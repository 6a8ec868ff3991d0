use thiserror::Error;

#[derive(Error, Debug)]
pub enum Error {
    #[error("{0} not specified")]
    ConfigMissing(&'static str),

    #[error("Invalid {key}: '{value}' ({reason})")]
    ConfigMalformed {
        key: &'static str,
        value: String,
        reason: &'static str,
    },

    #[error("Connection failed: {0}")]
    Connection(String),

    #[error("Directory '{0}' does not exist")]
    DirectoryNotFound(String),

    #[error("FTP error: {0}")]
    Ftp(#[from] suppaftp::FtpError),

    #[error("IO error: {0}")]
    Io(#[from] std::io::Error),

    #[error("Background task failed: {0}")]
    Task(#[from] tokio::task::JoinError),

    #[error("Remote storage error: {0}")]
    Remote(String),
}

pub type Result<T> = std::result::Result<T, Error>;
□ □ □
### What you need to do
Go to the line in the listing above that has "#[derive(Error, Debug)]" in it. Set down that line and each one after it, exactly.

### Exercise output
#[derive(Error, Debug)]
pub enum Error {
    #[error("{0} not specified")]
    ConfigMissing(&'static str),

    #[error("Invalid {key}: '{value}' ({reason})")]
    ConfigMalformed {
        key: &'static str,
        value: String,
        reason: &'static str,
    },

    #[error("Connection failed: {0}")]
    Connection(String),

    #[error("Directory '{0}' does not exist")]
    DirectoryNotFound(String),

    #[error("FTP error: {0}")]
    Ftp(#[from] suppaftp::FtpError),

    #[error("IO error: {0}")]
    Io(#[from] std::io::Error),

    #[error("Background task failed: {0}")]
    Task(#[from] tokio::task::JoinError),

    #[error("Remote storage error: {0}")]
    Remote(String),
}

pub type Result<T> = std::result::Result<T, Error>;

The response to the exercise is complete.